From our guest editor: Where to begin - the intersection of games and theatre.

04.09.17

going in theatre

Hannah Nicklin, who has worked in both theatre and games, examines where the two art forms meet, and suggests some games for theatre-people to explore

Mainstream narratives about What Theatre Is and What Video Games Are often marr the perception of these kindred art forms (both derived from a common ground of formalised play). Many non-theatre goers think that theatre is all Shakespeare and Andrew Lloyd-Webber, while many non-gamers assume games are all guns-blazing first-person-shooters.
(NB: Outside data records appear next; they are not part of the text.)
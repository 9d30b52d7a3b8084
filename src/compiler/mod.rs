//! # Compiler
//!
//! A compiler walks a rendered [`Registry`] and writes a target-specific
//! artifact tree. The only target is [`Docker`]: one directory per node
//! plus a `docker-compose.yml` manifest referencing all of them.
//!
//! ## Output layout
//!
//! ```text
//! output/
//! ├── docker-compose.yml
//! ├── as100_router0/
//! │   ├── Dockerfile
//! │   ├── start.sh
//! │   ├── node.json
//! │   └── files/etc/bird/bird.conf
//! ├── ix100_rs/
//! └── eth-states/1/        (state directories, when requested)
//! ```
//!
//! ## Overwriting
//!
//! An existing output directory is never merged into. Without
//! `override_existing` the compile fails before writing anything; with it
//! the previous artifacts are removed first. State directory roots survive
//! an override unless the state policy is [`StateDirPolicy::Recreate`].
//!
//! A filesystem error aborts the remaining emission without rolling back
//! what was already written.

pub mod compose;
pub mod docker;
pub mod state;

use crate::error::Result;
use crate::registry::Registry;
use std::path::Path;

pub use compose::{ComposeFile, ComposeNetwork, ComposeService};
pub use docker::Docker;
pub use state::{create_state_directory, StateDirPolicy};

#[derive(Debug, Clone, Copy, Default, PartialEq, Eq)]
pub struct CompileOptions {
    /// Replace an existing output directory
    pub override_existing: bool,
    pub state_policy: StateDirPolicy,
}

impl CompileOptions {
    pub fn overriding() -> Self {
        CompileOptions {
            override_existing: true,
            ..CompileOptions::default()
        }
    }
}

pub trait Compiler {
    fn name(&self) -> &str;

    fn compile(&self, registry: &Registry, output: &Path, options: CompileOptions) -> Result<()>;
}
So, in case you’ve never seen anything but adverts for Call of Duty, ‘AAA’ or ‘triple A’ is the word for the blockbuster, billion-dollar industry level of game development. Think ‘Hollywood’. This is by no means a value judgment, rather one of scale and ambition. There are some great, slick action movies, westerns and romantic epics made by Hollywood, and also a lot of by-numbers forgettable stuff, but AAA and Hollywood share a scale of budget, studio size and ambition.

So there is a ‘AAA’ level of the games industry – your Assasain's Creed, Halo, Final Fantasy, etc. But just as you get Hollywood in film (and the West End in theatre), you also get the indie film industry (and the DIY and fringe performance scenes). That scale of production exists in games, too, which is often overlooked by people just starting to think about games and gaming.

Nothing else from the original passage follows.